Mar 15, 2010 20:28
I know that i feel like ranting right now, and the only way to get what i'm feeling across is to let people who actually semi-care read it. I could scream it as loud as i can and still, no one would hear it. I am FULLY aware that once i say what is wrong i'll have about a million people say "it could be worse." And that's great. I'm glad you fucking believe it because your not the one sitting on your bed posting to a goddamn social networking site how your fucking life sucks because no one else would care to listen. Yes, i understand that you may feel like there's something worse in the world than having the first guy in years, (who supposidly likes you, no matter how true or false those feelings are)that you let yourself get attatched to, tell you abruptly that he's going to be gone for a month.
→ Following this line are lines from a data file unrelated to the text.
// src/gateway/mod.rs

//! Authenticated WebSocket control plane.
//!
//! Each connection must send `{"type":"auth","pw":...}` within the auth
//! window; after that it receives a snapshot of every project followed by a
//! live stream of reports, and may send lifecycle actions. Any violation
//! drops the connection without a reply.

pub mod auth;
pub mod hub;
pub mod protocol;
pub mod session;
pub mod sessions;

use std::sync::Arc;
use std::time::Duration;

use axum::extract::ws::WebSocketUpgrade;
use axum::http::StatusCode;
use axum::response::{IntoResponse, Response};
use thiserror::Error;
use tokio::sync::mpsc;
use tracing::{debug, warn};

use crate::supervisor::Supervisor;

pub use hub::{HubReceiver, HubSink, hub_channel};
pub use protocol::{Action, ClientMessage, ProtocolViolation};
pub use sessions::{SessionId, SessionTable, SessionTicket, Sessions};

pub const MAX_SESSIONS: usize = 10;
pub const AUTH_TIMEOUT: Duration = Duration::from_secs(5);

/// Why a session was torn down by the server.
#[derive(Error, Debug)]
pub enum SessionError {
    #[error(transparent)]
    Protocol(#[from] ProtocolViolation),

    #[error("authentication failed")]
    AuthFailure,

    #[error("authentication timed out")]
    AuthTimeout,

    #[error("outbound queue overflowed")]
    Stalled,
}

#[derive(Debug, Clone, Copy)]
pub struct GatewayOptions {
    pub max_sessions: usize,
    pub auth_timeout: Duration,
}

impl Default for GatewayOptions {
    fn default() -> Self {
        Self {
            max_sessions: MAX_SESSIONS,
            auth_timeout: AUTH_TIMEOUT,
        }
    }
}

pub struct Gateway {
    supervisors: Vec<Arc<Supervisor>>,
    password_hash: Arc<str>,
    sessions: Sessions,
    hub: HubSink,
    auth_timeout: Duration,
}

impl std::fmt::Debug for Gateway {
    fn fmt(&self, f: &mut std::fmt::Formatter<'_>) -> std::fmt::Result {
        f.debug_struct("Gateway")
            .field("projects", &self.supervisors.len())
            .field("sessions", &self.sessions.len())
            .field("auth_timeout", &self.auth_timeout)
            .finish_non_exhaustive()
    }
}

impl Gateway {
    /// Build the gateway and spawn its report hub. `hub` must be the sender
    /// paired with `receiver`, the same one the supervisors report into.
    pub fn new(
        supervisors: Vec<Arc<Supervisor>>,
        password_hash: impl Into<Arc<str>>,
        hub: HubSink,
        receiver: HubReceiver,
        options: GatewayOptions,
    ) -> Arc<Self> {
        let sessions = Sessions::new(options.max_sessions);
        tokio::spawn(hub::run_hub(
            receiver,
            sessions.clone(),
            supervisors.clone(),
        ));
        Arc::new(Self {
            supervisors,
            password_hash: password_hash.into(),
            sessions,
            hub,
            auth_timeout: options.auth_timeout,
        })
    }

    pub fn supervisors(&self) -> &[Arc<Supervisor>] {
        &self.supervisors
    }

    pub fn find(&self, name: &str) -> Option<&Arc<Supervisor>> {
        self.supervisors.iter().find(|s| s.name() == name)
    }

    pub fn session_count(&self) -> usize {
        self.sessions.len()
    }

    pub(crate) fn auth_timeout(&self) -> Duration {
        self.auth_timeout
    }

    pub(crate) fn hub(&self) -> &HubSink {
        &self.hub
    }

    pub(crate) async fn verify(&self, password: String) -> bool {
        auth::verify_password(password, Arc::clone(&self.password_hash)).await
    }

    /// Accept an upgrade, or refuse with 503 when every slot is taken.
    pub fn accept(self: &Arc<Self>, upgrade: WebSocketUpgrade) -> Response {
        let (tx, rx) = mpsc::channel(sessions::OUTBOUND_QUEUE);
        let Some(ticket) = self.sessions.try_register(tx) else {
            warn!(open = self.sessions.len(), "session limit reached; refusing connection");
            return StatusCode::SERVICE_UNAVAILABLE.into_response();
        };
        let gateway = Arc::clone(self);
        upgrade.on_upgrade(move |socket| session::serve(socket, ticket, rx, gateway))
    }

    /// Fire off `action` on the named project without waiting for it.
    pub fn dispatch(&self, action: Action, which: &str) -> Result<(), ProtocolViolation> {
        let supervisor = self
            .find(which)
            .ok_or_else(|| ProtocolViolation::UnknownProject(which.to_string()))?;
        debug!(project = which, ?action, "dispatching action");

        match action {
            Action::Start => {
                tokio::spawn(supervisor.start());
            }
            Action::Stop => {
                supervisor.stop(false);
            }
            Action::Kill => {
                supervisor.kill();
            }
            Action::Restart => {
                supervisor.restart();
            }
            Action::Eradicate => {
                let supervisor = Arc::clone(supervisor);
                tokio::spawn(async move { supervisor.eradicate().await });
            }
        }
        Ok(())
    }
}
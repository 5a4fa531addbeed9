// src/supervisor/mod.rs

//! Per-project process supervision.
//!
//! The flag bookkeeping and status derivation live in the pure [`state`]
//! core, which is unit tested without Tokio or processes. The async shell in
//! [`runtime`] drives provisioning and the command runner around it and
//! pushes every observable change into an injected [`ReportSink`].

pub mod runtime;
pub mod sink;
pub mod state;

pub use runtime::{StartFuture, Supervisor, SupervisorDeps};
pub use sink::{LogSink, ReportSink};
pub use state::{RunResult, SupervisorState, derive_status};
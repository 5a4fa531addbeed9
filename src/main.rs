// src/main.rs

use harbormaster::{cli, logging, run};

#[tokio::main]
async fn main() {
    if let Err(err) = run_main().await {
        eprintln!("harbormaster error: {err:?}");
        std::process::exit(1);
    }
}

async fn run_main() -> anyhow::Result<()> {
    let args = cli::parse();
    logging::init_logging(args.log_level)?;
    run(args).await
}
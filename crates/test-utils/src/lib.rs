pub mod builders;
pub mod fake_runner;

use std::sync::{Arc, Mutex, Once};
use std::time::Duration;

use harbormaster::supervisor::ReportSink;
use harbormaster::types::{ProjectStatus, Report};
use tracing_subscriber::{EnvFilter, fmt};

static INIT: Once = Once::new();

/// Initialise tracing for tests.
///
/// - Uses `with_test_writer()`, so logs are captured per-test.
/// - The Rust test harness only prints captured output for **failing** tests
///   (unless you run with `-- --nocapture`).
///
/// Enable levels with e.g.:
/// `RUST_LOG=debug cargo test`
pub fn init_tracing() {
    INIT.call_once(|| {
        let filter =
            EnvFilter::try_from_default_env().unwrap_or_else(|_| EnvFilter::new("info"));

        fmt()
            .with_env_filter(filter)
            .with_test_writer() // print only for failing tests unless --nocapture
            .with_target(true)
            .init();
    });
}

/// Run a future with a 5-second timeout.
#[allow(dead_code)]
pub async fn with_timeout<F, T>(f: F) -> T
where
    F: std::future::Future<Output = T>,
{
    tokio::time::timeout(Duration::from_secs(5), f)
        .await
        .expect("Test timed out after 5 seconds")
}

/// Poll `cond` every 10ms until it holds; panics after 5 seconds.
pub async fn wait_until<F>(what: &str, mut cond: F)
where
    F: FnMut() -> bool,
{
    let deadline = tokio::time::Instant::now() + Duration::from_secs(5);
    while !cond() {
        if tokio::time::Instant::now() > deadline {
            panic!("timed out waiting for {what}");
        }
        tokio::time::sleep(Duration::from_millis(10)).await;
    }
}

/// A [`ReportSink`] that keeps every report it receives.
#[derive(Debug, Clone, Default)]
pub struct RecordingSink {
    reports: Arc<Mutex<Vec<Report>>>,
}

impl RecordingSink {
    pub fn new() -> Self {
        Self::default()
    }

    pub fn reports(&self) -> Vec<Report> {
        self.reports.lock().unwrap().clone()
    }

    pub fn statuses(&self) -> Vec<ProjectStatus> {
        self.reports().into_iter().map(|r| r.status).collect()
    }

    pub fn details(&self) -> Vec<String> {
        self.reports().into_iter().map(|r| r.detail).collect()
    }

    pub fn last(&self) -> Option<Report> {
        self.reports.lock().unwrap().last().cloned()
    }

    pub fn clear(&self) {
        self.reports.lock().unwrap().clear();
    }
}

impl ReportSink for RecordingSink {
    fn report(&self, report: Report) {
        self.reports.lock().unwrap().push(report);
    }
}
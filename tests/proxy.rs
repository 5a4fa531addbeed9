// tests/proxy.rs

mod common;
use crate::common::builders::ProjectBuilder;
use crate::common::fake_runner::ScriptedRunner;
use crate::common::{TestApp, spawn_app, with_timeout};

use std::error::Error;
use std::net::SocketAddr;

use axum::Router;
use axum::extract::ws::WebSocketUpgrade;
use axum::http::{HeaderMap, StatusCode, Uri, header};
use axum::response::Response;
use axum::routing::{get, post};
use futures_util::{SinkExt, StreamExt};
use tokio::io::{AsyncReadExt, AsyncWriteExt};
use harbormaster::gateway::GatewayOptions;
use harbormaster::proxy::ProxyTable;
use tokio_tungstenite::connect_async;
use tokio_tungstenite::tungstenite::Message;
use tokio_tungstenite::tungstenite::client::IntoClientRequest;

type TestResult = Result<(), Box<dyn Error>>;

async fn describe(headers: HeaderMap, uri: Uri) -> String {
    let host = headers
        .get(header::HOST)
        .and_then(|h| h.to_str().ok())
        .unwrap_or("-");
    format!("{host} {uri}")
}

async fn echo_body(body: String) -> (StatusCode, [(&'static str, &'static str); 1], String) {
    (StatusCode::CREATED, [("x-upstream", "yes")], body.to_uppercase())
}

async fn echo_ws(upgrade: WebSocketUpgrade) -> Response {
    upgrade.on_upgrade(|mut socket| async move {
        while let Some(Ok(msg)) = socket.recv().await {
            if socket.send(msg).await.is_err() {
                break;
            }
        }
    })
}

/// A tiny upstream "project" on an ephemeral port.
async fn spawn_upstream() -> SocketAddr {
    let app = Router::new()
        .route("/describe", get(describe))
        .route("/echo", post(echo_body))
        .route("/ws", get(echo_ws));
    let listener = tokio::net::TcpListener::bind("127.0.0.1:0").await.unwrap();
    let addr = listener.local_addr().unwrap();
    tokio::spawn(async move { axum::serve(listener, app).await.unwrap() });
    addr
}

/// A port with nothing listening on it.
async fn dead_port() -> u16 {
    let listener = tokio::net::TcpListener::bind("127.0.0.1:0").await.unwrap();
    listener.local_addr().unwrap().port()
}

async fn proxied_app(port: u16) -> TestApp {
    let projects = vec![ProjectBuilder::new("web").proxy("app.test", port).build()];
    let table = ProxyTable::from_projects(&projects);
    spawn_app(projects, ScriptedRunner::new(), table, GatewayOptions::default()).await
}

fn client() -> reqwest::Client {
    reqwest::Client::new()
}

#[tokio::test]
async fn mapped_host_is_forwarded_with_path_and_query() -> TestResult {
    let upstream = spawn_upstream().await;
    let app = proxied_app(upstream.port()).await;

    let resp = client()
        .get(format!("http://{}/describe?x=1", app.addr))
        .header(header::HOST, "app.test")
        .send()
        .await?;

    assert_eq!(resp.status(), StatusCode::OK);
    assert_eq!(resp.text().await?, "app.test /describe?x=1");
    Ok(())
}

#[tokio::test]
async fn bodies_status_and_headers_round_trip() -> TestResult {
    let upstream = spawn_upstream().await;
    let app = proxied_app(upstream.port()).await;

    let resp = client()
        .post(format!("http://{}/echo", app.addr))
        .header(header::HOST, "app.test")
        .body("shout")
        .send()
        .await?;

    assert_eq!(resp.status(), StatusCode::CREATED);
    assert_eq!(resp.headers().get("x-upstream").unwrap(), "yes");
    assert_eq!(resp.text().await?, "SHOUT");
    Ok(())
}

#[tokio::test]
async fn unmapped_host_is_not_found() -> TestResult {
    let upstream = spawn_upstream().await;
    let app = proxied_app(upstream.port()).await;

    let resp = client()
        .get(format!("http://{}/describe", app.addr))
        .header(header::HOST, "elsewhere.test")
        .send()
        .await?;

    assert_eq!(resp.status(), StatusCode::NOT_FOUND);
    Ok(())
}

#[tokio::test]
async fn missing_host_header_is_not_found() -> TestResult {
    let upstream = spawn_upstream().await;
    let app = proxied_app(upstream.port()).await;

    let mut stream = tokio::net::TcpStream::connect(app.addr).await?;
    stream.write_all(b"GET /describe HTTP/1.0\r\n\r\n").await?;
    let mut raw = Vec::new();
    with_timeout(stream.read_to_end(&mut raw)).await?;

    let response = String::from_utf8_lossy(&raw);
    let status_line = response.lines().next().unwrap_or_default();
    assert!(status_line.contains(" 404 "), "unexpected status line: {status_line}");
    Ok(())
}

#[tokio::test]
async fn dead_upstream_is_service_unavailable() -> TestResult {
    let app = proxied_app(dead_port().await).await;

    let resp = client()
        .get(format!("http://{}/", app.addr))
        .header(header::HOST, "app.test")
        .send()
        .await?;
    assert_eq!(resp.status(), StatusCode::SERVICE_UNAVAILABLE);

    let mut request = format!("ws://{}/ws", app.addr).into_client_request()?;
    request
        .headers_mut()
        .insert(header::HOST, "app.test".parse()?);
    assert!(connect_async(request).await.is_err());
    Ok(())
}

#[tokio::test]
async fn websocket_upgrades_are_bridged() -> TestResult {
    let upstream = spawn_upstream().await;
    let app = proxied_app(upstream.port()).await;

    let mut request = format!("ws://{}/ws", app.addr).into_client_request()?;
    request
        .headers_mut()
        .insert(header::HOST, "app.test".parse()?);
    let (mut ws, _) = connect_async(request).await?;

    ws.send(Message::Text("marco".into())).await?;
    match with_timeout(ws.next()).await {
        Some(Ok(Message::Text(text))) => assert_eq!(text, "marco"),
        other => panic!("expected echo, got {other:?}"),
    }
    ws.send(Message::Binary(vec![1, 2, 3])).await?;
    match with_timeout(ws.next()).await {
        Some(Ok(Message::Binary(data))) => assert_eq!(data, vec![1, 2, 3]),
        other => panic!("expected echo, got {other:?}"),
    }
    Ok(())
}
// src/proxy/mod.rs

//! Host-header reverse proxy.
//!
//! Requests whose `Host` matches a project's `proxy.fromHost` are forwarded
//! to `localhost:<toPort>`; everything else is left to the gateway (for
//! WebSocket upgrades) or answered with 404.

pub mod forward;

use std::collections::HashMap;

use crate::config::Project;

pub use forward::{Forwarder, forward_upgrade};

/// `fromHost` → local port.
#[derive(Debug, Clone, Default)]
pub struct ProxyTable {
    routes: HashMap<String, u16>,
}

impl ProxyTable {
    /// Empty table; every lookup misses.
    pub fn disabled() -> Self {
        Self::default()
    }

    pub fn from_projects<'a>(projects: impl IntoIterator<Item = &'a Project>) -> Self {
        let routes = projects
            .into_iter()
            .filter_map(|p| p.proxy.as_ref())
            .map(|rule| (rule.from_host.clone(), rule.to_port))
            .collect();
        Self { routes }
    }

    /// Exact match on the raw `Host` header value, port included.
    pub fn lookup(&self, host: Option<&str>) -> Option<u16> {
        host.and_then(|h| self.routes.get(h)).copied()
    }

    pub fn len(&self) -> usize {
        self.routes.len()
    }

    pub fn is_empty(&self) -> bool {
        self.routes.is_empty()
    }

    pub fn iter(&self) -> impl Iterator<Item = (&str, u16)> {
        self.routes.iter().map(|(host, port)| (host.as_str(), *port))
    }
}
I know you could say there's something worse than you're BEST FRIEND telling you that they might have something seriously wrong and only being socially inept enough to only give a sarcastic "Nice" because you don't know what the fucking else to say. I'm aware there are worse things then having no friends in a place where you figure would be packed with them, people who act the same way that you do and share your interests. I know that it could be worse than to have everyday being a juggling act of being at school in a roomful of people i don't know, and just wanting someone to be able to talk to, and then coming home and the only person i thought i could hold a conversation with, is constantly pissed at me.
I was destined to be alone.
So yes, you can say "It could be worse" until your blue in the face but honestly? You could've fooled me.